Addis Ababa, July 15 (IANS) Voicing concern over the post-coup crisis in Mali, home to priceless treasures of Timbuktu, as one of biggest security threats to Africa, the 54-nation African Union Sunday pitched for restoration of the civilian government in the West African state by July-end.

“The situation in Mali constitutes the most serious threat to peace and stability in Africa. We need to restore security and democracy,” Jean Ping, the chairperson of the AU Commission, its principal executive body, said at the opening session of the heads of state and government meeting in the Ethiopian capital, the headquarters of the AU.

“There is systematic and organized destruction of ancient treasures in Timbuktu, which belong not only to Mali but to Africa. The link between the past, the present and the future is vanishing,” said Ping, a former foreign minister of Gabon.

He said the AU is working with the western regional bloc, Economic Community of West African States (ECOWAS) to support Mali’s interim government, installed after a March 22 coup, to speed up resolution of the crisis.

The AU’s Peace and Security Council, a 15-member body, has set July 31 as the deadline for restoration of civilian rule in Mali.

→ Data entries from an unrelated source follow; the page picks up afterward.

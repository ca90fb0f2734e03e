// ==========================================
// 志愿者值班排班系统 - 文件解析器实现
// ==========================================
// 阶段 0: 文件读取与解析
// 支持: Excel (.xlsx/.xls，取第一个工作表) / CSV (.csv，UTF-8)
// ==========================================

use crate::importer::error::{ImportError, ImportResult};
use crate::importer::roster_importer_trait::{FileParser, RawRecord, RawSheet};
use calamine::{open_workbook_auto, Data, Reader};
use chrono::{Days, NaiveDate};
use csv::ReaderBuilder;
use std::collections::HashMap;
use std::fs::File;
use std::path::Path;

/// 检查文件存在且扩展名在允许列表中
fn check_file(path: &Path, allowed: &[&str]) -> ImportResult<()> {
    if !path.exists() {
        return Err(ImportError::FileNotFound(path.display().to_string()));
    }
    let ext = extension_of(path);
    if !allowed.contains(&ext.as_str()) {
        return Err(ImportError::UnsupportedFormat(ext));
    }
    Ok(())
}

fn extension_of(path: &Path) -> String {
    path.extension()
        .and_then(|e| e.to_str())
        .unwrap_or("")
        .to_lowercase()
}

/// 按表头组装一行; 完全空白的行返回 None
fn build_record(
    headers: &[String],
    cells: impl Iterator<Item = String>,
    row_number: usize,
) -> Option<RawRecord> {
    let mut fields = HashMap::new();
    for (header, value) in headers.iter().zip(cells) {
        if header.is_empty() {
            continue;
        }
        fields.insert(header.clone(), value.trim().to_string());
    }

    if fields.values().all(|v| v.is_empty()) {
        return None;
    }
    Some(RawRecord { row_number, fields })
}

// ==========================================
// CSV Parser 实现
// ==========================================
pub struct CsvParser;

impl FileParser for CsvParser {
    fn parse_to_raw_sheet(&self, file_path: &Path) -> ImportResult<RawSheet> {
        check_file(file_path, &["csv"])?;

        let file = File::open(file_path)?;
        let mut reader = ReaderBuilder::new()
            .has_headers(true)
            .flexible(true) // 允许行长度不一致
            .from_reader(file);

        // 读取表头（去除 UTF-8 BOM）
        let headers: Vec<String> = reader
            .headers()?
            .iter()
            .map(|h| h.trim_start_matches('\u{feff}').trim().to_string())
            .collect();

        let mut records = Vec::new();
        for (idx, result) in reader.records().enumerate() {
            let record = result?;
            let cells = record.iter().map(str::to_string);
            if let Some(raw) = build_record(&headers, cells, idx + 2) {
                records.push(raw);
            }
        }

        Ok(RawSheet { headers, records })
    }
}

// ==========================================
// Excel Parser 实现
// ==========================================
pub struct ExcelParser;

impl ExcelParser {
    /// 单元格 → 文本; 日期单元格统一为 YYYY-MM-DD
    fn cell_to_string(cell: &Data) -> String {
        match cell {
            Data::DateTime(dt) => {
                excel_serial_to_date(dt.as_f64())
                    .map(|d| d.format("%Y-%m-%d").to_string())
                    .unwrap_or_else(|| cell.to_string())
            }
            Data::DateTimeIso(iso) => iso.chars().take(10).collect(),
            Data::Empty => String::new(),
            _ => cell.to_string(),
        }
    }
}

/// Excel 序列日期（1900 日期系统）
fn excel_serial_to_date(serial: f64) -> Option<NaiveDate> {
    if !serial.is_finite() || serial < 0.0 {
        return None;
    }
    NaiveDate::from_ymd_opt(1899, 12, 30)?.checked_add_days(Days::new(serial.floor() as u64))
}

impl FileParser for ExcelParser {
    fn parse_to_raw_sheet(&self, file_path: &Path) -> ImportResult<RawSheet> {
        check_file(file_path, &["xlsx", "xls"])?;

        let mut workbook = open_workbook_auto(file_path)?;

        // 读取第一个 sheet
        let sheet_name = workbook
            .sheet_names()
            .first()
            .cloned()
            .ok_or_else(|| ImportError::ExcelParseError("Excel 文件无工作表".to_string()))?;

        let range = workbook.worksheet_range(&sheet_name)?;

        // 提取表头（第一行）
        let mut rows = range.rows();
        let header_row = rows
            .next()
            .ok_or_else(|| ImportError::ExcelParseError("Excel 文件无数据行".to_string()))?;

        let headers: Vec<String> = header_row
            .iter()
            .map(|cell| Self::cell_to_string(cell).trim().to_string())
            .collect();

        let mut records = Vec::new();
        for (idx, data_row) in rows.enumerate() {
            let cells = data_row.iter().map(Self::cell_to_string);
            if let Some(raw) = build_record(&headers, cells, idx + 2) {
                records.push(raw);
            }
        }

        Ok(RawSheet { headers, records })
    }
}

// ==========================================
// 通用文件解析器（根据扩展名自动选择）
// ==========================================
pub struct UniversalFileParser;

impl UniversalFileParser {
    pub fn parse<P: AsRef<Path>>(&self, file_path: P) -> ImportResult<RawSheet> {
        let path = file_path.as_ref();
        match extension_of(path).as_str() {
            "csv" => CsvParser.parse_to_raw_sheet(path),
            "xlsx" | "xls" => ExcelParser.parse_to_raw_sheet(path),
            other => {
                if !path.exists() {
                    return Err(ImportError::FileNotFound(path.display().to_string()));
                }
                Err(ImportError::UnsupportedFormat(other.to_string()))
            }
        }
    }
}

#[cfg(test)]
mod tests {
    use super::*;
    use std::io::Write;
    use tempfile::Builder;

    fn csv_file(lines: &[&str]) -> tempfile::NamedTempFile {
        let mut file = Builder::new().suffix(".csv").tempfile().unwrap();
        for line in lines {
            writeln!(file, "{}", line).unwrap();
        }
        file
    }

    #[test]
    fn test_csv_parser_valid_file() {
        let file = csv_file(&["Nome,Sexo,Domingo", "Ana,F,SIM", "Bruno,M,NÃO"]);

        let sheet = CsvParser.parse_to_raw_sheet(file.path()).unwrap();

        assert_eq!(sheet.headers, vec!["Nome", "Sexo", "Domingo"]);
        assert_eq!(sheet.records.len(), 2);
        assert_eq!(sheet.records[0].fields.get("Nome"), Some(&"Ana".to_string()));
        assert_eq!(sheet.records[1].fields.get("Domingo"), Some(&"NÃO".to_string()));
        assert_eq!(sheet.records[1].row_number, 3);
    }

    #[test]
    fn test_csv_parser_file_not_found() {
        let result = CsvParser.parse_to_raw_sheet(Path::new("non_existent.csv"));
        assert!(matches!(result, Err(ImportError::FileNotFound(_))));
    }

    #[test]
    fn test_csv_parser_skip_empty_rows() {
        let file = csv_file(&["Nome,Sexo", "Ana,F", " , ", "Bruno,M"]);

        let sheet = CsvParser.parse_to_raw_sheet(file.path()).unwrap();

        // 应跳过空行
        assert_eq!(sheet.records.len(), 2);
        assert_eq!(sheet.records[1].row_number, 4);
    }

    #[test]
    fn test_csv_parser_strips_bom() {
        let file = csv_file(&["\u{feff}Nome,Sexo", "Ana,F"]);
        let sheet = CsvParser.parse_to_raw_sheet(file.path()).unwrap();
        assert!(sheet.has_any_column(&["Nome"]));
    }

    #[test]
    fn test_universal_parser_rejects_unknown_extension() {
        let file = Builder::new().suffix(".txt").tempfile().unwrap();
        let result = UniversalFileParser.parse(file.path());
        assert!(matches!(result, Err(ImportError::UnsupportedFormat(ext)) if ext == "txt"));
    }

    #[test]
    fn test_excel_serial_to_date() {
        // 45658 = 2025-01-01
        assert_eq!(
            excel_serial_to_date(45658.0),
            NaiveDate::from_ymd_opt(2025, 1, 1)
        );
        assert_eq!(excel_serial_to_date(-1.0), None);
    }
}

The fragile security situation in Mali dominated discussions among African leaders Sunday and at a meeting of the 15-member council on Saturday which recommended protection to all state installations in Bamako and the restoration of state power across the state.

The council asked the AU commission chairperson to work with Mali’s interim president and prime minister to initiate the process of forming the civilian government based on talks with other key players in the West African state.

The ECOWAS is exploring a military intervention by African forces, but will have to wait till a formal request by the Malian government is made and the proposal is backed by the United Nations Security Council.

UN Deputy Secretary-General Jan Eliasson said military action “should only be considered if all avenues for dialogue have been exhausted”.

Al-Qaeda-linked Islamist militants have seized large swathes of desert north of Mali in the aftermath of the March 22 military coup in the southern capital Bamako. Militants have gone on a plundering spree and have destroyed many holy shrines, fuelling apprehensions about the region becoming a new hub for extremists.

Ivory Coast President Alassane Ouattara, the AU Peace and Security Council chair, said the conference “condemns the aim of the terrorist groups to turn northern Mali into a sanctuary and a coordination centre for terrorist groups on the continent such as AQIM, MUJAO, Boko Haram and al-Shebab.”